Masih Bandel, Satpol PP Kota Semarang Tertibkan Lapak PKL Liar di Kranggan

Satpol PP Kota Semarang menertibkan puluhan lapak pedagang kaki lima (PKL) liar yang berjualan ditepi jalan di sekitar Jalan Kranggan hingga di depan Pasar Kanjengan. 


Penertiban ini dilakukan lantaran mereka melanggar aturan jam buka yang sudah ditentukan oleh Pemerintah Kota Semarang

Kasat Pol PP Kota Semarang, Fajar Purwoto mengatakan, pedagang yang ditertibkan ini sudah terbilang bandel. 

Meski kerap ditertibkan mereka masih saja melanggar aturan. Ia mengatakan aturan jam buka bagi pedagang ditepi jalan mulai pukul 00.00 - 07.00 pagi. 

Fajar mengatakan ada aduan dari warga sekitar yang merasa tidak nyaman karena pedagang berjualan hingga memenuhi jalan umum. 

Padahal saat pagi hari, aktivitas warga sekitar juga cukup padat sehingga, Jalan Kranggan disekitar pasar kerap kali tersendat.

“Mereka ini “ndableg” sudah berulang kali ditertibkan. Saya juga sudah info ke Camat sejak Sabtu, pedagang Kranggan harus selesai jam 7 pagi,” kata Fajar usai memimpin giat penertiban di area Jalan Kranggan, Senin (29/5).

Selain buka melebihi waktu yang ditentukan, para PKl membayarkan pungutan kepada pihak Kelurahan bukan kepada Dinas Perdagangan. 

Artinya pungutan yang dilakukan oleh Kelurahan merupakan pungutan liar. Pasalnya yang boleh memungut retribusi pedagang hanya Dinas Perdagangan.

Fajar menegaskan akan melaporkan kegiatan pungutan liar ini ke tim saber pungli. Nantinya tim saber pungli yang akan melakukan penindakan langsung terhadap pungutan liar yang telah dilakukan.

“Saya akan laporkan ini ke tim saber pungli dan mereka akan turun karena mereka yang jualan di pinggir jalan ini yang mengelola RW atau LPMK dan itu jelas larangan dan ini yang menyebabkan PAD Kita berkurang,” tegasnya.

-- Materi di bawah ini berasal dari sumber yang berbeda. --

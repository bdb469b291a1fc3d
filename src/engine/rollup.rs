//! Project-level delay and progress rollup.
//!
//! Idempotent aggregation, safe to run after any activity mutation:
//! progress is the share of completed activities, aggregate delay is the
//! sum of delay counters over activities that are still open.

use crate::models::ActivityStatus;

use super::ProjectGraph;

/// Recomputes and stores the project's derived metrics.
///
/// - `progress_percent` = completed / total x 100, or 0 with no activities.
/// - `aggregate_delay_days` = sum of `delay_days` over activities whose
///   status is neither `Completed` nor `Canceled`.
///
/// Returns `(progress_percent, aggregate_delay_days)`.
pub fn recompute_project_metrics(graph: &mut ProjectGraph) -> (f64, u32) {
    let total = graph.activities.len();
    let completed = graph
        .activities
        .iter()
        .filter(|a| a.status == ActivityStatus::Completed)
        .count();

    let progress = if total == 0 {
        0.0
    } else {
        completed as f64 * 100.0 / total as f64
    };

    let delay: u32 = graph
        .activities
        .iter()
        .filter(|a| !a.status.is_terminal())
        .map(|a| a.delay_days)
        .sum();

    graph.project.progress_percent = progress;
    graph.project.aggregate_delay_days = delay;
    (progress, delay)
}

#[cfg(test)]
mod tests {
    use super::*;
    use crate::engine::instantiate_route;
    use crate::models::{BusinessCalendar, RouteTemplate, TemplateStep};
    use chrono::NaiveDate;

    fn d(y: i32, m: u32, day: u32) -> NaiveDate {
        NaiveDate::from_ymd_opt(y, m, day).unwrap()
    }

    fn four_activity_graph() -> ProjectGraph {
        let template = RouteTemplate::new(1, "r", 8)
            .with_step(TemplateStep::new(1, 1, 2, 1))
            .with_step(TemplateStep::new(2, 2, 2, 3))
            .with_step(TemplateStep::new(3, 3, 2, 5))
            .with_step(TemplateStep::new(4, 4, 2, 7));
        instantiate_route(1, "M", &template, d(2025, 1, 6), d(2025, 2, 28), 1, &BusinessCalendar::new())
    }

    #[test]
    fn test_progress_fraction() {
        let mut graph = four_activity_graph();
        graph.activities[0].status = ActivityStatus::Completed;
        let (progress, _) = recompute_project_metrics(&mut graph);
        assert!((progress - 25.0).abs() < 1e-10);
        assert!((graph.project.progress_percent - 25.0).abs() < 1e-10);
    }

    #[test]
    fn test_delay_excludes_terminal() {
        let mut graph = four_activity_graph();
        graph.activities[0].delay_days = 3; // open, counts
        graph.activities[1].delay_days = 2;
        graph.activities[1].status = ActivityStatus::Canceled; // excluded
        graph.activities[2].delay_days = 4;
        graph.activities[2].status = ActivityStatus::PendingAuthorization; // open, counts
        let (_, delay) = recompute_project_metrics(&mut graph);
        assert_eq!(delay, 7);
    }

    #[test]
    fn test_all_completed_rolls_up_clean() {
        let mut graph = four_activity_graph();
        for a in &mut graph.activities {
            a.status = ActivityStatus::Completed;
            a.delay_days = 0;
        }
        let (progress, delay) = recompute_project_metrics(&mut graph);
        assert!((progress - 100.0).abs() < 1e-10);
        assert_eq!(delay, 0);
    }

    #[test]
    fn test_empty_graph_is_zero() {
        let mut graph = four_activity_graph();
        graph.activities.clear();
        let (progress, delay) = recompute_project_metrics(&mut graph);
        assert_eq!(progress, 0.0);
        assert_eq!(delay, 0);
    }

    #[test]
    fn test_idempotent() {
        let mut graph = four_activity_graph();
        graph.activities[0].status = ActivityStatus::Completed;
        graph.activities[1].delay_days = 5;
        let first = recompute_project_metrics(&mut graph);
        let second = recompute_project_metrics(&mut graph);
        assert_eq!(first, second);
    }
}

Adanya pungutan liar ini menjadi salah satu penyebab berkurangnya penghasilan asli daerah (PAD) Kota Semarang dari sektor retribusi jasa perdagangan. 

Fajar meminta kepada semua pedagang untuk tertib mengikuti aturan baik jam operasional berjualan maupun penyetoran retribusi yang hanya dipungut oleh Dinas Perdagangan.

“Hampir semua pedagang yang jualan di pinggir jalan dimanapun mereka tidak bayar ke Disdag. Tarikan yang tidak oleh Disdag nanti akan menjadi ranah saber pungli,” ucapnya.

Salah seorang pedagang Bumbon, Sri mengaku pasrah saat petugas Satpol PP mengambil meja yang ia gunakan untuk berjualan. 

Ia mengaku sadar akan kesalahannya yang berjualan melebihi batas waktu yang ditentukan oleh Pemerintah.

Sri mengaku selama ini membayar pungutan sebesar Rp 4.000 per hari kepada pihak Kelurahan Kauman. Bahkan pihak Kelurahan memperbolehkan pihaknya berjualan hingga pukul 08.30.

“Saya bayar ke Kelurahan Kauman, Rp 4.000 sehari. Katanya boleh buka sampai jam 08.30. Tapi ini sudah diangkuti ya udah gak papa,” ungkap Sri yang sudah 4 tahun berjualan ditepi Jalan Kranggan.